- Identified Casualties:
From the centre of Gothenburg head from the North East section of the city and pick up the sign for Gamelstaden then, subsequently, Kortedala. Follow this direction until a large roundabout is reached (junction of Kortedalavägen and Regementsgatan) with a petrol station on the right. The cemetery is directly opposite this.
In this very large cemetery the Commission plot (referred to as Engelska Krigsgrave) is marked with a red square on the cemetery plans at the entrance and close to the administrative buildings. From the entrance take the central avenue to the T junction, turn right and continue to the end of the road. Turn left and follow the road which winds upwards towards the rear of the cemetery. The plot is on rising ground close to the crematorium and can be seen from some distance.
Although Sweden remained neutral throughout both world wars, a number of Commonwealth servicemen lie buried in her cemeteries and churchyards.

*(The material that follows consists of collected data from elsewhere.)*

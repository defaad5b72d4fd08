use anyhow::{Context, Result};
use log::warn;
use serde::{Deserialize, Serialize};
use std::{
    fs,
    path::PathBuf,
    sync::{RwLock, RwLockReadGuard, RwLockWriteGuard},
};

use crate::{detection::DetectionConfig, recording::RecordingConfig, reporting::ReportingConfig};

#[derive(Debug, Clone, Serialize, Deserialize, PartialEq)]
#[serde(default, rename_all = "camelCase")]
pub struct MonitorSettings {
    pub patient_name: String,
    pub camera_id: u32,
    pub user_id: u32,
    /// Geometry of frames produced by the camera.
    pub frame_width: u32,
    pub frame_height: u32,
    /// Zero disables the periodic diagnostics line.
    pub diagnostics_interval_secs: u64,
    pub detection: DetectionConfig,
    pub recording: RecordingConfig,
    pub reporting: ReportingConfig,
}

impl Default for MonitorSettings {
    fn default() -> Self {
        Self {
            patient_name: "patient".into(),
            camera_id: 1,
            user_id: 1,
            frame_width: 1920,
            frame_height: 1080,
            diagnostics_interval_secs: 5,
            detection: DetectionConfig::default(),
            recording: RecordingConfig::default(),
            reporting: ReportingConfig::default(),
        }
    }
}

impl MonitorSettings {
    /// Overlay identity, endpoint and storage credentials from the environment.
    pub fn apply_overrides<F>(&mut self, lookup: F)
    where
        F: Fn(&str) -> Option<String>,
    {
        if let Some(name) = lookup("FALLWATCH_PATIENT_NAME") {
            self.patient_name = name;
        }
        if let Some(id) = parse_var(&lookup, "FALLWATCH_CAMERA_ID") {
            self.camera_id = id;
        }
        if let Some(id) = parse_var(&lookup, "FALLWATCH_USER_ID") {
            self.user_id = id;
        }
        if let Some(url) = lookup("FALLWATCH_ALERT_URL") {
            self.reporting.alert_url = url;
        }
        if let Some(account) = lookup("AZURE_STORAGE_ACCOUNT") {
            self.reporting.storage.account = account;
        }
        if let Some(container) = lookup("AZURE_STORAGE_CONTAINER") {
            self.reporting.storage.container = container;
        }
        if let Some(token) = lookup("AZURE_STORAGE_SAS_TOKEN") {
            self.reporting.storage.sas_token = Some(token);
        }
    }

    pub fn apply_env_overrides(&mut self) {
        self.apply_overrides(|key| std::env::var(key).ok());
    }
}

fn parse_var<F>(lookup: &F, key: &str) -> Option<u32>
where
    F: Fn(&str) -> Option<String>,
{
    let raw = lookup(key)?;
    match raw.trim().parse() {
        Ok(value) => Some(value),
        Err(_) => {
            warn!("ignoring {key}={raw:?}: not a number");
            None
        }
    }
}

pub struct SettingsStore {
    path: PathBuf,
    data: RwLock<MonitorSettings>,
}

impl SettingsStore {
    /// Load from `path`; a missing or unreadable file yields defaults.
    pub fn new(path: PathBuf) -> Result<Self> {
        let data = if path.exists() {
            let contents = fs::read_to_string(&path)
                .with_context(|| format!("Failed to read settings from {}", path.display()))?;
            serde_json::from_str(&contents).unwrap_or_else(|err| {
                warn!(
                    "Settings file {} is malformed ({err}); using defaults",
                    path.display()
                );
                MonitorSettings::default()
            })
        } else {
            MonitorSettings::default()
        };

        Ok(Self {
            path,
            data: RwLock::new(data),
        })
    }

    pub fn settings(&self) -> MonitorSettings {
        self.read().clone()
    }

    pub fn update(&self, settings: MonitorSettings) -> Result<()> {
        let mut guard = self.write();
        *guard = settings;
        self.persist(&guard)
    }

    fn persist(&self, data: &MonitorSettings) -> Result<()> {
        if let Some(parent) = self.path.parent() {
            if !parent.as_os_str().is_empty() {
                fs::create_dir_all(parent).with_context(|| {
                    format!("Failed to create settings directory {}", parent.display())
                })?;
            }
        }
        let serialized = serde_json::to_string_pretty(data)?;
        fs::write(&self.path, serialized)
            .with_context(|| format!("Failed to write settings to {}", self.path.display()))
    }

    fn read(&self) -> RwLockReadGuard<'_, MonitorSettings> {
        self.data.read().unwrap_or_else(|poisoned| poisoned.into_inner())
    }

    fn write(&self) -> RwLockWriteGuard<'_, MonitorSettings> {
        self.data.write().unwrap_or_else(|poisoned| poisoned.into_inner())
    }
}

Most of the First World War burials are of Naval casualties from the Battle of Jutland in 1916, or from the hired drifter 'Catspaw', wrecked on the south-east coast in December 1919. The Second World War graves are mostly those of airmen who failed to return from bombing raids over Germany or German occupied territories.
Many casualties of both wars were buried in isolated and inaccessible locations and in 1961, the Gothenburg Church Commission made land available for a war graves plot in Kviberg Cemetery, which allowed these graves to be relocated. Three further burials were made in the plot in 1976, when a crashed aircraft, buried in snow in Lapland since 1942 was discovered during a thaw.
The Commonwealth plot in Kviberg Cemetery now contains 68 burials of the First World War, 30 of which are unidentified. Second World War burials number 46, 11 of them unidentified.